The growth of these various groups created the foundations of our current society.  The professional/middle class was the foundation of the Progressive Movement, which lasted roughly from 1900 to World War 1 and demanded things from the government like social services, regulations on businesses, and even giving women the right to vote.  They also, according to historian Michael McGerr, tried to mold the rest of US society to fit their values of moderation, formal organization, professional education, deference to expertise, and centralized bureaucracy.

McGerr also points out they generally weren't associated with the laborers in factories, whom many of them looked down upon as uncivilized.  Though there were exceptions, Progressives believed their professional values were superior to both the greed of the rich and the barbarism of the working class.  They also were generally fine with segregation, too.  Those in the government went along with the Progressives for three reasons: (1) the Progressives were good at mobilizing both popular support and resources for their causes, (2)the bureaucrats saw themselves as part of the professional/middle class, and (3)those bureaucrats recognized increasing the role of the state in things like regulating industry would result in the increase of its overall scope and influence.

This was the beginning of the state as a presence in the daily life of people who didn't directly work for the government or military.  And, speaking of the military, the mobilization for World War 1 helped further entrench the government's ability to organize and expand its authority far beyond what it had been even during the Progressive Movement.  Everything from recruitment drives to manufacturing arms to creating a bureaucratic infrastructure big enough to organize its troops grew the size of the state exponentially.
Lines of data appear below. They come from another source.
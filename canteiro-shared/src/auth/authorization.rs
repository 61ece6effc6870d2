//! Role checks against company memberships
//!
//! Hierarchy: owner > admin > member > viewer.
//!
//! | Permission | Minimum role | Used for |
//! |------------|--------------|----------|
//! | Read       | viewer       | lists, reports, lookups |
//! | Write      | member       | records, workflows, clock-in |
//! | Manage     | admin        | vacation decisions, badges, biometric enrolment, deletes |
//! | Own        | owner        | company settings |

use sqlx::PgPool;
use uuid::Uuid;

use super::middleware::AuthContext;
use crate::models::membership::{Membership, MembershipRole};

/// Error type for authorization checks
#[derive(Debug, thiserror::Error)]
pub enum AuthzError {
    /// Operator is not a member of the company
    #[error("Not a member of company {0}")]
    NotMember(Uuid),

    /// Operator role is below the required one
    #[error("Insufficient permissions: requires {required:?}, has {actual:?}")]
    InsufficientRole {
        required: MembershipRole,
        actual: MembershipRole,
    },

    #[error("Database error: {0}")]
    DatabaseError(#[from] sqlx::Error),
}

/// Permission levels for authorization checks
#[derive(Debug, Clone, Copy, PartialEq, Eq)]
pub enum ResourcePermission {
    Read,
    Write,
    Manage,
    Own,
}

impl ResourcePermission {
    /// Minimum role that grants this permission
    pub fn min_role(&self) -> MembershipRole {
        match self {
            ResourcePermission::Read => MembershipRole::Viewer,
            ResourcePermission::Write => MembershipRole::Member,
            ResourcePermission::Manage => MembershipRole::Admin,
            ResourcePermission::Own => MembershipRole::Owner,
        }
    }
}

/// Checks a role against a required one without touching the database
pub fn check_role(
    company_id: Uuid,
    role: Option<MembershipRole>,
    required: MembershipRole,
) -> Result<MembershipRole, AuthzError> {
    let actual = role.ok_or(AuthzError::NotMember(company_id))?;

    if !actual.has_permission(&required) {
        return Err(AuthzError::InsufficientRole { required, actual });
    }

    Ok(actual)
}

/// Requires the operator to hold `required` (or higher) in the company
pub async fn require_role(
    pool: &PgPool,
    company_id: Uuid,
    user_id: Uuid,
    required: MembershipRole,
) -> Result<MembershipRole, AuthzError> {
    let role = Membership::get_role(pool, company_id, user_id).await?;
    check_role(company_id, role, required)
}

/// Requires the authenticated operator to hold a permission in their company
///
/// ```no_run
/// # use canteiro_shared::auth::authorization::{require_permission, ResourcePermission};
/// # use canteiro_shared::auth::middleware::AuthContext;
/// # use sqlx::PgPool;
/// # async fn example(pool: PgPool, auth: AuthContext) -> Result<(), Box<dyn std::error::Error>> {
/// require_permission(&pool, &auth, ResourcePermission::Write).await?;
/// # Ok(())
/// # }
/// ```
pub async fn require_permission(
    pool: &PgPool,
    auth: &AuthContext,
    permission: ResourcePermission,
) -> Result<MembershipRole, AuthzError> {
    require_role(pool, auth.company_id, auth.user_id, permission.min_role()).await
}

#[cfg(test)]
mod tests {
    use super::*;

    #[test]
    fn test_resource_permission_min_role() {
        assert_eq!(ResourcePermission::Read.min_role(), MembershipRole::Viewer);
        assert_eq!(ResourcePermission::Write.min_role(), MembershipRole::Member);
        assert_eq!(ResourcePermission::Manage.min_role(), MembershipRole::Admin);
        assert_eq!(ResourcePermission::Own.min_role(), MembershipRole::Owner);
    }

    #[test]
    fn test_check_role() {
        let company = Uuid::new_v4();

        assert!(check_role(company, Some(MembershipRole::Admin), MembershipRole::Member).is_ok());
        assert!(check_role(company, Some(MembershipRole::Owner), MembershipRole::Owner).is_ok());

        assert!(matches!(
            check_role(company, Some(MembershipRole::Viewer), MembershipRole::Member),
            Err(AuthzError::InsufficientRole { .. })
        ));
        assert!(matches!(
            check_role(company, None, MembershipRole::Viewer),
            Err(AuthzError::NotMember(id)) if id == company
        ));
    }

    #[test]
    fn test_authz_error_display() {
        let err = AuthzError::NotMember(Uuid::nil());
        assert!(err.to_string().contains("Not a member"));

        let err = AuthzError::InsufficientRole {
            required: MembershipRole::Admin,
            actual: MembershipRole::Member,
        };
        assert!(err.to_string().contains("Admin"));
    }
}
"Come give your life for literally the most pointless war in modern history!"

In addition to the growth of the public sector, the private sector grew as well.  Of the countless ways this influenced the modern United States, the most immediately relevant here is the growth of consumer culture during the 1920s.  This was helped not only by industrialization creating more consumer products, but also innovations in communications technology like the radio.  Mixed with billboards, newspaper advertisements, and other such avenues of advertising, the United States had more of a common culture than ever before, and it was largely based on buying stuff.

During this time there was also the creation of a limited amount of suburbs in Boston and New York City, the first of their kind.  The previously mentioned information is arguably more important than these early suburbs, however, because it helped set the stage for the expansion of the suburbs after World War 2.  The increased power of the state is why the US would later subsidize the creation of the suburbs; the creation of a mass consumer culture is the means through which the suburbs were marketed to people; finally, the people who bought homes in the suburbs were often (white) members of the professional class.

The explosion of consumer culture and the professional/middle class during the 1920s was slowed down by the Great Depression in 1929.  Herbert Hoover, the president at the time, was an ardent believer in free markets, and did little to stop it.  It was here when Franklin Delano Roosevelt won the 1932 election on his platform of using the government to help people.  His New Deal policies drastically expanded the role of the state, even going beyond the scope the Progressive Era had established.

POST-WORLD WAR 2 SUBURB EXPLOSION
"Surely our victory will mean Nazis will be gone forever!"

Along with the economic boom brought along by WW2, FDR's policies helped bring the US out of the Great Depression.  His policies were so popular that he won reelection in 1936, 1940, and 1944, and helped revitalize the Democratic Party.  In the fifty years before FDR, the Democratic Party only held the presidency twice.  It wasn't doing too hot in Congress, either.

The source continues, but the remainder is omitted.